**WORK REQUIRED**
Go through the records line by line from the top and repeat each one exactly, ending with the line that contains "pub struct MemoryAttendanceStore".

**STUDY MATERIAL**
+ + +

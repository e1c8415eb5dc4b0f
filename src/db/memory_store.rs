use std::collections::HashMap;
use std::sync::Mutex;

use async_trait::async_trait;
use chrono::{NaiveDate, NaiveDateTime, NaiveTime};

use crate::db::mysql_store::SYSTEM_UPDATER;
use crate::db::store::AttendanceStore;
use crate::error::AppResult;
use crate::model::{
    access_log::DirectedEvent,
    attendance::{AttendanceRecord, DerivedAttendance, RecordOrder},
    employee::Employee,
    gate::GateDirection,
};

/// Store double with the same upsert semantics as the MySQL store.
#[derive(Default)]
pub struct MemoryAttendanceStore {
    gates: Mutex<HashMap<u32, GateDirection>>,
    events: Mutex<Vec<(String, NaiveDateTime, u32)>>,
    employees: Mutex<Vec<Employee>>,
    records: Mutex<Vec<AttendanceRecord>>,
}

impl MemoryAttendanceStore {
    pub fn new() -> Self {
        Self::default()
    }

    pub fn with_gates(self, gates: &[(u32, GateDirection)]) -> Self {
        self.gates.lock().unwrap().extend(gates.iter().copied());
        self
    }

    pub fn add_employee(&self, employee_id: &str, organization_id: &str) {
        self.employees.lock().unwrap().push(Employee {
            employee_id: employee_id.to_string(),
            first_name: "Test".to_string(),
            last_name: employee_id.to_string(),
            phone_number: "0911222333".to_string(),
            email: format!("{employee_id}@example.com"),
            organization_id: organization_id.to_string(),
            job_title: "Engineer".to_string(),
            hire_date: NaiveDate::from_ymd_opt(2024, 1, 1).unwrap(),
            hire_status: "Active".to_string(),
            is_admin: false,
            updated_at: NaiveDate::from_ymd_opt(2024, 1, 1)
                .unwrap()
                .and_time(NaiveTime::MIN),
            updated_by: "system".to_string(),
            hashed_password: String::new(),
        });
    }

    pub fn swipe(&self, employee_id: &str, at: &str, gate_id: u32) {
        let at = NaiveDateTime::parse_from_str(at, "%Y-%m-%d %H:%M:%S").unwrap();
        self.events
            .lock()
            .unwrap()
            .push((employee_id.to_string(), at, gate_id));
    }

    pub fn set_password_hash(&self, employee_id: &str, hashed: &str) {
        for employee in self.employees.lock().unwrap().iter_mut() {
            if employee.employee_id == employee_id {
                employee.hashed_password = hashed.to_string();
            }
        }
    }

    pub fn insert_record(&self, record: AttendanceRecord) {
        self.records.lock().unwrap().push(record);
    }

    pub fn records(&self) -> Vec<AttendanceRecord> {
        self.records.lock().unwrap().clone()
    }
}

#[async_trait]
impl AttendanceStore for MemoryAttendanceStore {
    async fn directed_events_between(
        &self,
        start: NaiveDateTime,
        end: NaiveDateTime,
    ) -> AppResult<Vec<DirectedEvent>> {
        let gates = self.gates.lock().unwrap();
        Ok(self
            .events
            .lock()
            .unwrap()
            .iter()
            .filter(|(_, at, _)| *at >= start && *at < end)
            .filter_map(|(employee_id, at, gate_id)| {
                gates.get(gate_id).map(|direction| DirectedEvent {
                    employee_id: employee_id.clone(),
                    access_time: *at,
                    gate_id: *gate_id,
                    direction: *direction,
                })
            })
            .collect())
    }

    async fn upsert_attendance(&self, records: Vec<DerivedAttendance>) -> AppResult<u64> {
        let mut stored = self.records.lock().unwrap();
        for r in &records {
            let existing = stored
                .iter_mut()
                .find(|s| s.employee_id == r.employee_id && s.report_date == r.report_date);
            match existing {
                Some(s) => {
                    s.check_in_time = Some(r.check_in_time);
                    s.check_out_time = Some(r.check_out_time);
                    s.check_in_gate = Some(r.check_in_gate);
                    s.check_out_gate = Some(r.check_out_gate);
                    s.total_stay_hours = Some(r.total_stay_hours);
                    s.updated_by = SYSTEM_UPDATER.to_string();
                }
                None => {
                    let record_id = stored.len() as u64 + 1;
                    stored.push(AttendanceRecord {
                        record_id,
                        employee_id: r.employee_id.clone(),
                        report_date: r.report_date,
                        check_in_time: Some(r.check_in_time),
                        check_out_time: Some(r.check_out_time),
                        check_in_gate: Some(r.check_in_gate),
                        check_out_gate: Some(r.check_out_gate),
                        total_stay_hours: Some(r.total_stay_hours),
                        updated_by: SYSTEM_UPDATER.to_string(),
                    });
                }
            }
        }
        Ok(records.len() as u64)
    }

    async fn find_employee(&self, employee_id: &str) -> AppResult<Option<Employee>> {
        Ok(self
            .employees
            .lock()
            .unwrap()
            .iter()
            .find(|e| e.employee_id == employee_id)
            .cloned())
    }

    async fn employees_in_organization(&self, organization_id: &str) -> AppResult<Vec<Employee>> {
        Ok(self
            .employees
            .lock()
            .unwrap()
            .iter()
            .filter(|e| e.organization_id == organization_id)
            .cloned()
            .collect())
    }

    async fn attendance_between(
        &self,
        employee_id: &str,
        from: NaiveDate,
        to: NaiveDate,
        order: RecordOrder,
    ) -> AppResult<Vec<AttendanceRecord>> {
        let mut records: Vec<_> = self
            .records
            .lock()
            .unwrap()
            .iter()
            .filter(|r| r.employee_id == employee_id && r.report_date >= from && r.report_date < to)
            .cloned()
            .collect();
        if order == RecordOrder::NewestFirst {
            records.sort_by(|a, b| b.report_date.cmp(&a.report_date));
        }
        Ok(records)
    }
}
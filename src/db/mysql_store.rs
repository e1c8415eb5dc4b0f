use async_trait::async_trait;
use chrono::{NaiveDate, NaiveDateTime};
use sqlx::MySqlPool;
use tracing::{debug, error, warn};

use crate::db::store::AttendanceStore;
use crate::error::AppResult;
use crate::model::{
    access_log::{DirectedEvent, DirectedEventRow},
    attendance::{AttendanceRecord, DerivedAttendance, RecordOrder},
    employee::Employee,
};

pub const SYSTEM_UPDATER: &str = "system";

const EMPLOYEE_COLUMNS: &str = r#"
    employee_id, first_name, last_name, phone_number, email, organization_id,
    job_title, hire_date, hire_status, is_admin, updated_at, updated_by, hashed_password
"#;

#[derive(Clone)]
pub struct MySqlAttendanceStore {
    pool: MySqlPool,
}

impl MySqlAttendanceStore {
    pub fn new(pool: MySqlPool) -> Self {
        Self { pool }
    }
}

#[async_trait]
impl AttendanceStore for MySqlAttendanceStore {
    async fn directed_events_between(
        &self,
        start: NaiveDateTime,
        end: NaiveDateTime,
    ) -> AppResult<Vec<DirectedEvent>> {
        let rows = sqlx::query_as::<_, DirectedEventRow>(
            r#"
            SELECT a.employee_id, a.access_time, a.gate_id, g.direction
            FROM access_log a
            JOIN gate g ON a.gate_id = g.gate_id
            WHERE a.access_time >= ?
            AND a.access_time < ?
            "#,
        )
        .bind(start)
        .bind(end)
        .fetch_all(&self.pool)
        .await?;

        debug!(rows = rows.len(), %start, %end, "Fetched access events");

        // Gates with a direction other than in/out never bound a shift
        Ok(rows
            .into_iter()
            .filter_map(|row| {
                let gate_id = row.gate_id;
                DirectedEvent::try_from(row)
                    .map_err(|e| warn!(gate_id, error = %e, "Skipping event at misconfigured gate"))
                    .ok()
            })
            .collect())
    }

    async fn upsert_attendance(&self, records: Vec<DerivedAttendance>) -> AppResult<u64> {
        let mut tx = self.pool.begin().await?;

        for record in &records {
            let result = sqlx::query(
                r#"
                INSERT INTO attendance_record
                    (employee_id, report_date, check_in_time, check_out_time,
                     check_in_gate, check_out_gate, total_stay_hours, updated_by)
                VALUES (?, ?, ?, ?, ?, ?, ?, ?) AS new
                ON DUPLICATE KEY UPDATE
                    check_in_time = new.check_in_time,
                    check_out_time = new.check_out_time,
                    check_in_gate = new.check_in_gate,
                    check_out_gate = new.check_out_gate,
                    total_stay_hours = new.total_stay_hours,
                    updated_by = new.updated_by
                "#,
            )
            .bind(&record.employee_id)
            .bind(record.report_date)
            .bind(record.check_in_time)
            .bind(record.check_out_time)
            .bind(record.check_in_gate)
            .bind(record.check_out_gate)
            .bind(record.total_stay_hours)
            .bind(SYSTEM_UPDATER)
            .execute(&mut *tx)
            .await;

            // Dropping the transaction on the early return rolls it back
            if let Err(e) = result {
                error!(
                    error = %e,
                    employee_id = %record.employee_id,
                    report_date = %record.report_date,
                    "Attendance upsert failed, rolling back"
                );
                return Err(e.into());
            }
        }

        tx.commit().await?;

        Ok(records.len() as u64)
    }

    async fn find_employee(&self, employee_id: &str) -> AppResult<Option<Employee>> {
        let sql = format!("SELECT {EMPLOYEE_COLUMNS} FROM employee WHERE employee_id = ?");

        let employee = sqlx::query_as::<_, Employee>(&sql)
            .bind(employee_id)
            .fetch_optional(&self.pool)
            .await?;

        Ok(employee)
    }

    async fn employees_in_organization(&self, organization_id: &str) -> AppResult<Vec<Employee>> {
        let sql = format!(
            "SELECT {EMPLOYEE_COLUMNS} FROM employee WHERE organization_id = ? ORDER BY employee_id"
        );

        let employees = sqlx::query_as::<_, Employee>(&sql)
            .bind(organization_id)
            .fetch_all(&self.pool)
            .await?;

        Ok(employees)
    }

    async fn attendance_between(
        &self,
        employee_id: &str,
        from: NaiveDate,
        to: NaiveDate,
        order: RecordOrder,
    ) -> AppResult<Vec<AttendanceRecord>> {
        let order_by = match order {
            RecordOrder::Stored => "",
            RecordOrder::NewestFirst => "ORDER BY report_date DESC",
        };

        let sql = format!(
            r#"
            SELECT record_id, employee_id, report_date, check_in_time, check_out_time,
                   check_in_gate, check_out_gate, total_stay_hours, updated_by
            FROM attendance_record
            WHERE employee_id = ?
            AND report_date >= ?
            AND report_date < ?
            {order_by}
            "#
        );

        let records = sqlx::query_as::<_, AttendanceRecord>(&sql)
            .bind(employee_id)
            .bind(from)
            .bind(to)
            .fetch_all(&self.pool)
            .await?;

        Ok(records)
    }
}
use serde::{Deserialize, Serialize};
use utoipa::ToSchema;

#[derive(Deserialize, ToSchema)]
pub struct LoginReqDto {
    #[schema(example = "E001")]
    pub employee_id: String,
    #[schema(example = "s3cret!")]
    pub password: String,
}

#[derive(Debug, Clone, Serialize, Deserialize)]
pub struct Claims {
    pub sub: String,
    pub employee_id: String,
    pub is_admin: bool,
    /// True when the employee manages their own organization
    pub is_manager: bool,
    pub hire_status: String,
    pub exp: usize,
    pub jti: String,
}

#[derive(Serialize, ToSchema)]
pub struct LoginResponse {
    pub jwt_token: String,
    #[schema(example = "John")]
    pub first_name: String,
    #[schema(example = "Doe")]
    pub last_name: String,
    #[schema(example = "john.doe@company.com")]
    pub email: String,
    #[schema(example = "0911222333")]
    pub phone_number: String,
    #[schema(example = "Engineer")]
    pub job_title: String,
    #[schema(example = "ORG001")]
    pub organization_id: String,
    #[schema(example = "R&D Dept")]
    pub organization_name: String,
}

+ + +

**RESPONSE AREA**
repository e1c8415eb5dc4b0f
filename src/db/memory_store.rs
use std::collections::HashMap;
use std::sync::Mutex;

use async_trait::async_trait;
use chrono::{NaiveDate, NaiveDateTime, NaiveTime};

use crate::db::mysql_store::SYSTEM_UPDATER;
use crate::db::store::AttendanceStore;
use crate::error::AppResult;
use crate::model::{
    access_log::DirectedEvent,
    attendance::{AttendanceRecord, DerivedAttendance, RecordOrder},
    employee::Employee,
    gate::GateDirection,
};

/// Store double with the same upsert semantics as the MySQL store.
#[derive(Default)]
pub struct MemoryAttendanceStore {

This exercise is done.